Can You Hear Me Now? Seriously! Can You Hear Me?
A few weeks ago, I had to plead with the people I called on my cell phone. As my calls went through, they answered but couldn't seem to hear my voice. Each time, I called out, louder and louder, "It's me! It's Jonah! Can't you hear me?"
Like many of us, I have become so reliant on my phone that I felt a rising sense of panic as call after call became an exercise in futility. I could hear the voices of my professional colleagues and family members, but I had to listen powerlessly as they, irritated, repeated, "Hello? Hello?" before finally hanging up. No matter what I did, I could not be heard. Eventually I came to realize that I wasn't just out of range, my phone was actually broken. Though only a trivial inconvenience, I realized how frustrating it is to move one's mouth and not be heard.
On Rosh HaShanah, we read the Haftarah portion that tells the story of Hannah, who "moved her lips, though her voice could not be heard." (First Samuel, 1:13) Hannah was at a point of desperation. She yearned to bear a child, and she came to the sanctuary to pour out her heartfelt plea to God. Recorded in the Book of Samuel, these verses tell the tale of a woman whose prayer is so intense, the priest mistakes her for a drunkard. Eli scolds Hannah, saying, "How long will you make a spectacle of yourself? Sober up!" Hannah explains her sorrow and tells this powerful religious figure that she has been lost in prayer, desperate to have a child. Corrected, Eli offers her his wish that the God of Israel hear and answer her prayer. Sometime later, Hannah bears Samuel – whose name means "God has heard" – and dedicates him to the service of the Holy One.

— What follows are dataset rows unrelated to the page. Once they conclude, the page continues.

use std::collections::HashMap;

use domain::{Parameter, Threshold, ThresholdScope};

#[derive(Debug, Clone, PartialEq, Eq, Hash)]
struct ThresholdKey {
    scope: ThresholdScope,
    scope_id: String,
    parameter: String,
}

impl ThresholdKey {
    fn new(scope: ThresholdScope, scope_id: &str, parameter: &str) -> Self {
        Self {
            scope,
            scope_id: scope_id.to_string(),
            parameter: parameter.to_string(),
        }
    }
}

/// 阈值快照：整体构建、整体替换，构建后只读。
#[derive(Debug, Clone, Default)]
pub struct ThresholdSnapshot {
    entries: HashMap<ThresholdKey, Threshold>,
}

impl ThresholdSnapshot {
    /// 同一键重复时后者覆盖前者。缺少 `scope_id` 的非全局阈值被忽略。
    pub fn build(thresholds: Vec<Threshold>) -> Self {
        let mut entries = HashMap::with_capacity(thresholds.len());
        for threshold in thresholds {
            let scope_id = match (threshold.scope, threshold.scope_id.as_deref()) {
                (ThresholdScope::Global, _) => String::new(),
                (_, Some(id)) if !id.is_empty() => id.to_string(),
                _ => {
                    tracing::warn!(
                        target: "ems.threshold",
                        parameter = %threshold.parameter,
                        scope = threshold.scope.as_str(),
                        "threshold without scope id ignored"
                    );
                    continue;
                }
            };
            let key = ThresholdKey {
                scope: threshold.scope,
                scope_id,
                parameter: threshold.parameter.clone(),
            };
            entries.insert(key, threshold);
        }
        Self { entries }
    }

    pub fn len(&self) -> usize {
        self.entries.len()
    }

    pub fn is_empty(&self) -> bool {
        self.entries.is_empty()
    }

    /// 按 设备 → 区域 → 全局 顺序查找，每级先精确参数名再分相族名，首个命中即返回。
    pub fn resolve(
        &self,
        equipment_id: &str,
        area_id: Option<&str>,
        parameter: Parameter,
    ) -> Option<&Threshold> {
        let names: Vec<&str> = std::iter::once(parameter.as_str())
            .chain(parameter.family())
            .collect();

        let mut scopes = vec![(ThresholdScope::Equipment, equipment_id)];
        if let Some(area_id) = area_id {
            scopes.push((ThresholdScope::Area, area_id));
        }
        scopes.push((ThresholdScope::Global, ""));

        scopes.into_iter().find_map(|(scope, scope_id)| {
            names
                .iter()
                .find_map(|name| self.entries.get(&ThresholdKey::new(scope, scope_id, name)))
        })
    }
}

#[cfg(test)]
mod tests {
    use super::*;

    #[test]
    fn equipment_beats_area_beats_global() {
        let snapshot = ThresholdSnapshot::build(vec![
            Threshold::global("active_power").with_max(None, Some(2000.0)),
            Threshold::for_area("a-1", "active_power").with_max(None, Some(1500.0)),
            Threshold::for_equipment("eq-1", "active_power").with_max(None, Some(1000.0)),
        ]);

        let hit = snapshot
            .resolve("eq-1", Some("a-1"), Parameter::ActivePower)
            .unwrap();
        assert_eq!(hit.critical_max, Some(1000.0));

        let hit = snapshot
            .resolve("eq-2", Some("a-1"), Parameter::ActivePower)
            .unwrap();
        assert_eq!(hit.critical_max, Some(1500.0));

        let hit = snapshot.resolve("eq-2", None, Parameter::ActivePower).unwrap();
        assert_eq!(hit.critical_max, Some(2000.0));
    }

    #[test]
    fn family_name_applies_to_each_phase() {
        let snapshot = ThresholdSnapshot::build(vec![
            Threshold::global("voltage_l2").with_min(Some(210.0), None),
            Threshold::for_area("a-1", "voltage").with_min(Some(200.0), None),
        ]);

        let l1 = snapshot.resolve("eq-1", Some("a-1"), Parameter::VoltageL1).unwrap();
        assert_eq!(l1.warning_min, Some(200.0));

        // 更具体的作用域优先于更精确的参数名
        let l2 = snapshot.resolve("eq-1", Some("a-1"), Parameter::VoltageL2).unwrap();
        assert_eq!(l2.warning_min, Some(200.0));

        assert!(snapshot.resolve("eq-1", None, Parameter::VoltageL1).is_none());
    }

    #[test]
    fn scoped_threshold_without_id_is_dropped() {
        let mut orphan = Threshold::global("frequency");
        orphan.scope = ThresholdScope::Area;
        let snapshot = ThresholdSnapshot::build(vec![orphan]);
        assert!(snapshot.is_empty());
    }
}
//! 错误响应与 DTO 转换。

use api_contract::{ApiResponse, CycleReportDto, LogEventDto, MetricsSnapshotDto, ReadingDto};
use axum::{
    Json,
    http::StatusCode,
    response::{IntoResponse, Response},
};
use domain::{LogEventRecord, ValidatedReading};
use ems_pipeline::CycleReport;
use ems_storage::StorageError;
use ems_telemetry::MetricsSnapshot;

pub fn ok<T: serde::Serialize>(data: T) -> Response {
    (StatusCode::OK, Json(ApiResponse::success(data))).into_response()
}

pub fn bad_request_error(message: impl Into<String>) -> Response {
    (
        StatusCode::BAD_REQUEST,
        Json(ApiResponse::<()>::error("INVALID.REQUEST", message.into())),
    )
        .into_response()
}

pub fn not_found_error(message: impl Into<String>) -> Response {
    (
        StatusCode::NOT_FOUND,
        Json(ApiResponse::<()>::error("RESOURCE.NOT_FOUND", message.into())),
    )
        .into_response()
}

pub fn storage_error(err: StorageError) -> Response {
    tracing::warn!(error = %err, "storage request failed");
    (
        StatusCode::INTERNAL_SERVER_ERROR,
        Json(ApiResponse::<()>::error("INTERNAL.ERROR", err.to_string())),
    )
        .into_response()
}

/// 只输出通过校验的参数。
pub fn reading_to_dto(reading: ValidatedReading) -> ReadingDto {
    ReadingDto {
        values: reading
            .values
            .present()
            .map(|(parameter, value)| (parameter.as_str().to_string(), value))
            .collect(),
        ts_ms: reading.ts_ms,
        equipment_id: reading.equipment_id,
        meter_id: reading.meter_id,
        area_id: reading.area_id,
        extra: reading.extra,
        quality: reading.quality.as_str().to_string(),
        anomalies: reading.anomalies,
    }
}

pub fn event_to_dto(record: LogEventRecord) -> LogEventDto {
    LogEventDto {
        event_id: record.event_id,
        equipment_id: record.equipment_id,
        meter_id: record.meter_id,
        event_type: record.event_type,
        severity: record.severity.as_str().to_string(),
        parameter: record.parameter,
        message: record.message,
        value: record.value,
        threshold_value: record.threshold_value,
        ts_ms: record.ts_ms,
        acknowledged: record.acknowledged,
    }
}

pub fn report_to_dto(report: CycleReport) -> CycleReportDto {
    CycleReportDto {
        ts_ms: report.ts_ms,
        devices_polled: report.devices_polled,
        devices_failed: report.devices_failed,
        readings: report.readings,
        poor_readings: report.poor_readings,
        bad_readings: report.bad_readings,
        equipment_states: report.equipment_states,
        violations: report.violations,
        communication_errors: report.communication_errors,
        duration_ms: report.duration_ms,
    }
}

pub fn metrics_to_dto(snapshot: MetricsSnapshot) -> MetricsSnapshotDto {
    MetricsSnapshotDto {
        average_cycle_latency_ms: snapshot.average_cycle_latency_ms(),
        cycles_completed: snapshot.cycles_completed,
        cycles_failed: snapshot.cycles_failed,
        devices_polled: snapshot.devices_polled,
        device_failures: snapshot.device_failures,
        readings_collected: snapshot.readings_collected,
        readings_poor: snapshot.readings_poor,
        readings_bad: snapshot.readings_bad,
        violations: snapshot.violations,
        communication_errors: snapshot.communication_errors,
        threshold_reloads: snapshot.threshold_reloads,
        threshold_reload_failures: snapshot.threshold_reload_failures,
    }
}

Hannah's story is a comfort to all of us who will gather during these highest of holy days and wonder: Can you hear me?
The "you" we wonder about has several manifestations.
We may ask, "Do You hear me, God?" Though we may experience various kinds of responses we call divine, we can never count on more than mystery. We also ask it about others in our lives. Do you, my family, friends, and colleagues, hear my teshuvah, my repentance? Do you hear my words of thanks, sorrow, and rebuke? Hopefully, we even question whether we hear our own voices, speaking words of our heshbon ha-nefesh, our accounting of the soul, to ourselves and out loud. Hannah challenges us to move our lips, and to truly be heard, at least within ourselves if not beyond.
In many Reform congregations, we will precede Hannah by reading the first verses of Genesis. Celebrating another cycle of a year, full of seasons and renewing environmental phenomena, we will recount the moments of God's initial acts of creation: "And God said, Let there be light; and there was light!" God created the universe with the articulation of a phrase. It is heard. The response comes in the formation of light, matter, and energy. God's creating the very universe through the spoken word is a fascinating parallel to Hannah, who "moves her lips and is not heard." Though not audible (heard literally), like God's, Hannah's words draw a response; functionally they are heard. Did God speak aloud or, like Hannah, were the words articulated in silence? Metaphorically, were God's lips moving, with no actual sound emanating?
The teaching for us this Rosh HaShanah is a reminder that words are not heard simply because they are spoken. Their impact can only be gauged by the reaction they create, whether in the epic, cacophonous sounds of the creation of the universe itself, or in the still silence of a deeply personal prayer. May we all pause on this Rosh HaShanah and meditate on the poetry of our souls, whose power may be in their silence.
Rabbi Jonah Pesner serves as senior vice president of the Union for Reform Judaism.